From this research, it seems that positive thoughts and feelings have a measurable, favourable effect on the body. In fact, it could be said that they benefit our health. So, if you or I want to increase our wellness, how often should we smile? Professor Fredrickson says, “My research suggests that we need three positive emotions to lift us up for every one negative emotion that wears us down. So we need three or more smiles to each grimace, think of it that way.”
While that may sound an easy thing to do, what happens if someone is not naturally a smiley kind of person, or if he or she believes that they have nothing in their life to smile about? Are these individuals doomed to experience poor health and unhappiness? No. This is not the case. No one has to remain smile-less.
Positive emotions can spontaneously lead to a person having a broad grin, and it’s entirely possible to increase them. This can be accomplished without the kind of effort it takes to work-out at the gym, or to make drastic improvements in one’s life-style. In fact, you’ll be glad to know, that it’s possible to attain a sunny disposition quite naturally.
Gaining a cheerful facial expression, unlike other life-changes, is simple. That’s because an appearance of delight is merely an outward expression of what a person is thinking. People smile readily, when they’re thinking happy thoughts. An unsmiling face, is often the product of unhappy thoughts. Understanding the thought-based nature of a cheerful expression, shows the need for cultivating smile-inducing thoughts. So how is this done?

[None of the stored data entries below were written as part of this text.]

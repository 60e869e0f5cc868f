//! # Bonding Curve Pricer
//!
//! A linear curve expressed in basis points of [`PRICE_SCALE`]:
//!
//! ```text
//! price_for(x) = base_rate + slope * x
//! ```
//!
//! The price is read as the share of a project's outstanding balance that an
//! allocation releases, so it is capped at `PRICE_SCALE` (100%) when sizing an
//! allocation. Everything here is pure: no storage access, no `Env`.

use soroban_sdk::contracttype;

use crate::types::Project;

/// Basis-point denominator for curve rates.
pub const PRICE_SCALE: i128 = 10_000;

/// Curve parameters, immutable after construction.
#[contracttype]
#[derive(Clone, Copy, Debug, Eq, PartialEq)]
pub struct BondingCurve {
    /// Rate at zero input, in basis points. Must be in `1..=PRICE_SCALE`.
    pub base_rate: i128,
    /// Rate increase per unit of input, in basis points. Must be `>= 0`.
    pub slope: i128,
}

impl BondingCurve {
    pub fn is_valid(&self) -> bool {
        self.base_rate > 0 && self.base_rate <= PRICE_SCALE && self.slope >= 0
    }

    /// Price at `cumulative_input`. Negative inputs price as zero.
    pub fn price_for(&self, cumulative_input: i128) -> i128 {
        let input = if cumulative_input > 0 { cumulative_input } else { 0 };
        self.slope
            .saturating_mul(input)
            .saturating_add(self.base_rate)
    }

    /// Amount releasable to `project` right now.
    pub fn allocation_amount(&self, project: &Project) -> i128 {
        self.allocation_for_outstanding(project.outstanding())
    }

    /// `ceil(outstanding * rate / PRICE_SCALE)`, clamped to `[0, outstanding]`.
    pub fn allocation_for_outstanding(&self, outstanding: i128) -> i128 {
        if outstanding <= 0 {
            return 0;
        }
        let rate = self.price_for(outstanding).min(PRICE_SCALE);
        if rate <= 0 {
            return 0;
        }

        // Split to keep the product in range: o = q * S + r.
        let whole = (outstanding / PRICE_SCALE) * rate;
        let part = (outstanding % PRICE_SCALE) * rate;
        let amount = whole + (part + PRICE_SCALE - 1) / PRICE_SCALE;

        amount.min(outstanding)
    }
}

#[cfg(test)]
mod tests {
    use super::*;

    const CURVE: BondingCurve = BondingCurve {
        base_rate: 5_000,
        slope: 10,
    };

    #[test]
    fn validity() {
        assert!(CURVE.is_valid());
        assert!(BondingCurve { base_rate: PRICE_SCALE, slope: 0 }.is_valid());
        assert!(!BondingCurve { base_rate: 0, slope: 10 }.is_valid());
        assert!(!BondingCurve { base_rate: PRICE_SCALE + 1, slope: 0 }.is_valid());
        assert!(!BondingCurve { base_rate: 5_000, slope: -1 }.is_valid());
    }

    #[test]
    fn price_is_linear_from_base() {
        assert_eq!(CURVE.price_for(0), 5_000);
        assert_eq!(CURVE.price_for(100), 6_000);
        assert_eq!(CURVE.price_for(-50), 5_000);
    }

    #[test]
    fn price_is_monotonic() {
        let inputs = [
            -1_000,
            0,
            1,
            2,
            99,
            100,
            1_000,
            1_000_000_000,
            i128::MAX / 20,
            i128::MAX / 2,
            i128::MAX,
        ];
        for pair in inputs.windows(2) {
            assert!(CURVE.price_for(pair[0]) <= CURVE.price_for(pair[1]));
        }
        for x in 0..2_000 {
            assert!(CURVE.price_for(x) <= CURVE.price_for(x + 1));
        }
    }

    #[test]
    fn price_saturates() {
        assert_eq!(CURVE.price_for(i128::MAX), i128::MAX);
    }

    #[test]
    fn allocation_follows_rate() {
        // price_for(100) = 6_000 bps -> 60%
        assert_eq!(CURVE.allocation_for_outstanding(100), 60);
        // price_for(500) = 10_000 bps -> everything
        assert_eq!(CURVE.allocation_for_outstanding(500), 500);
        // beyond the cap still releases everything, never more
        assert_eq!(CURVE.allocation_for_outstanding(1_000_000), 1_000_000);
    }

    #[test]
    fn allocation_rounds_up_single_unit() {
        assert_eq!(CURVE.allocation_for_outstanding(1), 1);
        let flat = BondingCurve { base_rate: 1, slope: 0 };
        assert_eq!(flat.allocation_for_outstanding(3), 1);
    }

    #[test]
    fn allocation_nothing_outstanding() {
        assert_eq!(CURVE.allocation_for_outstanding(0), 0);
        assert_eq!(CURVE.allocation_for_outstanding(-5), 0);
    }

    #[test]
    fn allocation_bounded_by_outstanding() {
        let flat = BondingCurve { base_rate: 3_333, slope: 0 };
        for o in 0..5_000 {
            let amount = flat.allocation_for_outstanding(o);
            assert!(amount >= 0 && amount <= o);
            if o > 0 {
                assert!(amount > 0);
            }
        }
    }

    #[test]
    fn allocation_does_not_overflow() {
        let flat = BondingCurve { base_rate: 9_999, slope: 0 };
        let amount = flat.allocation_for_outstanding(i128::MAX);
        assert!(amount > 0 && amount <= i128::MAX);
    }
}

There was a time in my life when a smile didn’t come as readily to my face – as it does now. Several unhappy situations had occurred causing me to experience gloomy thoughts and feelings. As a result, I found myself not smiling unless someone actually smiled at me first. Eventually though, because I am normally a happy person, I decided this was not an acceptable way for me to be.
I devised a simple action plan. Each day I would remind myself to,
● take the initiative and be the one to smile first at others. In moving around the community, for example at the check-out, coffee shop, bank and post office, make sure to smile at the person you’re speaking with.
● stop waiting for someone, or something , to make you feel happy and to prompt a smile. Happiness is a state of mind. It doesn’t depend on external factors for its existence. Balanced thinking, contentment and satisfaction, don’t exist “out there” somewhere. Happiness doesn’t have to be found and then somehow acquired. It’s within consciousness. We have it already.
● nurture only face-lighting thoughts. Dwell on constructive, optimistic, affirmative thinking, instead of constantly chewing over negative thoughts.
● Employ “extra help” that’s right at hand in the form of tried-and-true meditation and prayer practices. These methods, according to doctors, have been found thought-strengthening, and studies have corroborated their mental and physical health benefits.
This plan of mine was successful. It “put a smile back on my dial”. It was simple, comforting, and didn’t require a large dose of positive thought-power to implement it. Since then, I’ve noticed that taking a moment to smile whenever some blue kind of thinking comes along, gives a spark of happiness – and that’s got to be good for one’s mental health.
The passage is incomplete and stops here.